Valuing MW Acquisition by using APV method assumes in practice that exploiting of all MW’s reserves is certain and happens right after the acquisition. In other words, the APV method excludes the flexibility in future decision making. In this case, Apache has both an option to defer the exploiting of reserves into future and Apache may also choose not to exploit the MW reserves at all.

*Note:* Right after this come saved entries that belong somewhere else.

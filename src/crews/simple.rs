//! One planner, no capabilities. Useful offline and as a cheap fallback.

use anyhow::Result;
use std::sync::Arc;

use super::{PipelineOptions, TRIP_FIELDS};
use crate::backend::Backend;
use crate::crew::{Actor, Crew, CrewConfig, WorkUnit};
use crate::memory::SharedMemory;

pub fn build(backend: Arc<dyn Backend>, options: &PipelineOptions) -> Result<Crew> {
    let planner = Actor::builder(
        "Travel Planner",
        "Plan a realistic trip that fits the traveller's constraints",
    )
    .backstory("An experienced travel agent who plans trips end to end.")
    .build()?;

    let mut builder = Crew::builder(backend);
    builder.add_unit(
        WorkUnit::new(
            "Plan a {duration}-day trip to {destination} from {origin} on a {budget} \
             budget. Cover getting there, where to stay, what to do each day and a \
             rough cost estimate.",
            "A concise day-by-day travel plan with transport, lodging and a budget estimate.",
        )
        .actor(planner),
    );

    if options.memory_capacity > 0 {
        builder.memory(SharedMemory::new(options.memory_capacity));
    }
    builder.config(CrewConfig {
        context_window: options.context_window,
        highlight_fields: TRIP_FIELDS.iter().map(|f| f.to_string()).collect(),
        focus_field: Some("destination".to_string()),
        output_dir: options.output_dir.clone(),
        ..CrewConfig::default()
    });
    if let Some(bus) = &options.events {
        builder.events(Arc::clone(bus));
    }

    Ok(builder.build()?)
}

As some of MW’s reserves are actually real options, the APV valuation method actually underestimates the real value of MW acquisition. If Apache defers the exploiting of the reserves, there exists a possibility for the future cash flows becoming even more valuable. For example, Apache could have more precise information about the value of the cash flows from reserves. In addition, Apache might have more accurate information about the amount of oil that the reserves contain or about the development of oil prices in the future. This opportunity to obtain more accurate information must value something. In addition, instead of paying certain and instantly occurring negative initial costs, Apache can actually defer and even rejected them if the economic situation appears unfavorable. Consequently the value of the reserves should be more than just the discounted cash flows assuming immediate exploiting of the reserves.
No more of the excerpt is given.